English-Irish Socialist, Trade Unionist and Politician

Walter Carpenter (3 April 1871 - 25 February 1926) was a prominent socialist and trade union organiser active in Ireland in the early 20th century.

==Early life==

Walter was born in Kent, England on 3 April 1871. He worked as a chimney sweep as had his father before him. By the 1890s he had moved to Dublin in Ireland and had married Ellen Walsh in a Roman Catholic ceremony on 10 June 1894. The couple would go on to have 9 children, 7 of whom survived into adulthood. According to the 1911 census, Walter identified himself as being able to speak both English and Irish. In that same census he also identified himself as a Non-denominational Christian. However, at many other points in his life, he seemed to identify as an atheist.

==Activism and Trade Union organisation==
He became an organiser for the ITGWU. In 1909 he was a founding member of the Socialist Party of Ireland and, by 1911, he was secretary of the organisation. He was the main speaker at the 1911 founding of the Sligo branch of the union.

In July 1911, he was arrested and jailed for one month, having been found guilty of "using language calculated to lead to a breach of the peace and having endeavoured to degrade the King in the esteem of his subjects". Carpenter, in line with his Republican and Socialist outlook, had denounced monarchism ahead of the forthcoming visit of George V to Dublin. Upon his release, he was greeted by leading figures in Irish left-wing politics at the time such as James Connolly, Helena Molony and Jim Larkin, who had previously paid his bail of £40.

Walter participated in the "Inquiry into the Housing Conditions of the Working Classes of Dublin" which was instigated by Dublin Corporation after tenements had collapsed in Church Street in the city, killing seven people. The corporation itself was a major slum landlord at this time.

Carpenter was a proponent of the Temperance Movement in Ireland, advocating for society to forgo the consumption of alcohol. However, unlike some of his peers at the time, he was not a moraliser and did not attribute the use of alcohol as a moral failing. In fact, he suggested that the only way in which those residing in Dublin's slums could bare such terrible conditions was by "saturating" themselves in alcohol. He also believed that destructive alcoholism was a symptom of poverty, and not the other way around.

In 1913 he became the general secretary of the International Tailors, Machinists and Pressers Trade Union. This union was founded in 1908 by Russian Jewish clothing workers in the city's Little Jerusalem district, and was known colloquially as the "Jewish Union". The union later gave its support to independence, including financial support for "those taking strike action against the movement of war munitions by the British Army of Occupation during 1919". As part of his role as leader of the Union, Carpenter is reputed to have been a fierce opponent of antisemitism.

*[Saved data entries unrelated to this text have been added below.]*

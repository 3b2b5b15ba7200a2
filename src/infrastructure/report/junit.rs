//! JUnit XML report: one testsuite, one testcase per assertion

use super::escape;
use crate::domain::evaluation::{EvaluationRun, Outcome};

const SUITE_NAME: &str = "category_classification";

pub fn to_junit(run: &EvaluationRun) -> String {
    let summary = &run.summary;
    let mut out = String::new();

    out.push_str("<?xml version=\"1.0\" encoding=\"UTF-8\"?>\n");
    out.push_str(&format!(
        "<testsuites><testsuite name=\"{}\" tests=\"{}\" failures=\"{}\" errors=\"0\" skipped=\"{}\" time=\"{:.3}\" timestamp=\"{}\">",
        SUITE_NAME,
        summary.assertions(),
        summary.failed(),
        summary.improved(),
        run.duration_ms / 1000.0,
        escape(&run.started_at.to_rfc3339())
    ));

    for evaluation in &run.evaluations {
        for result in evaluation.assertions() {
            out.push_str(&format!(
                "<testcase classname=\"{}.{}\" name=\"{}\" time=\"{:.3}\">",
                SUITE_NAME,
                result.approach,
                escape(&evaluation.test_case.id()),
                result.duration_ms / 1000.0
            ));

            match result.outcome {
                Outcome::Pass => {}
                Outcome::SkipImprovement => {
                    out.push_str("<skipped message=\"improvement: RAG passed where OLD failed\"/>");
                }
                Outcome::Fail => {
                    let message = result
                        .failure()
                        .map(|f| f.to_string())
                        .unwrap_or_else(|| "failed".to_string());
                    let detail = result
                        .failures
                        .iter()
                        .map(|f| f.to_string())
                        .collect::<Vec<_>>()
                        .join("\n");
                    out.push_str(&format!(
                        "<failure message=\"{}\">{}</failure>",
                        escape(&message),
                        escape(&detail)
                    ));
                }
            }

            if result.slow {
                out.push_str(&format!(
                    "<system-out>SLOW: {:.0}ms exceeds {:.0}ms threshold</system-out>",
                    result.duration_ms, run.slow_threshold_ms
                ));
            }

            out.push_str("</testcase>");
        }
    }

    out.push_str("</testsuite></testsuites>\n");
    out
}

He was active during the 1913 Dublin Lockout. During the strike, he gave a speech welcoming the release of James Connolly, and another union leader William Partridge from prison. Connolly had been on hunger strike and the two of them had been arrested for "incitement to cause a breach of the peace". In this speech Walter revealed that the city's Chief Magistrate E.G. Swifte, notorious for harsh judgements during the strike and who had earlier jailed Connolly, was himself a shareholder in William Martin Murphy's Dublin United Tram Company.

In 1914, he stood for election during the Dublin Corporation elections, standing in the Fitzwilliam Ward. He received 23% of the vote against a candidate from the United Irish League. His opponent, James Gallagher, used ethnic and sectarian animosity, referring to Carpenter as "non-Irish" and a proponent of "Anti-Christian Socialism". He stood again in the 1920 Dublin municipal elections, but struggled in the now much-expanded field of candidates and because he was neither affiliated with either Sinn Féin nor The Labour Party, the two dominant parties that year.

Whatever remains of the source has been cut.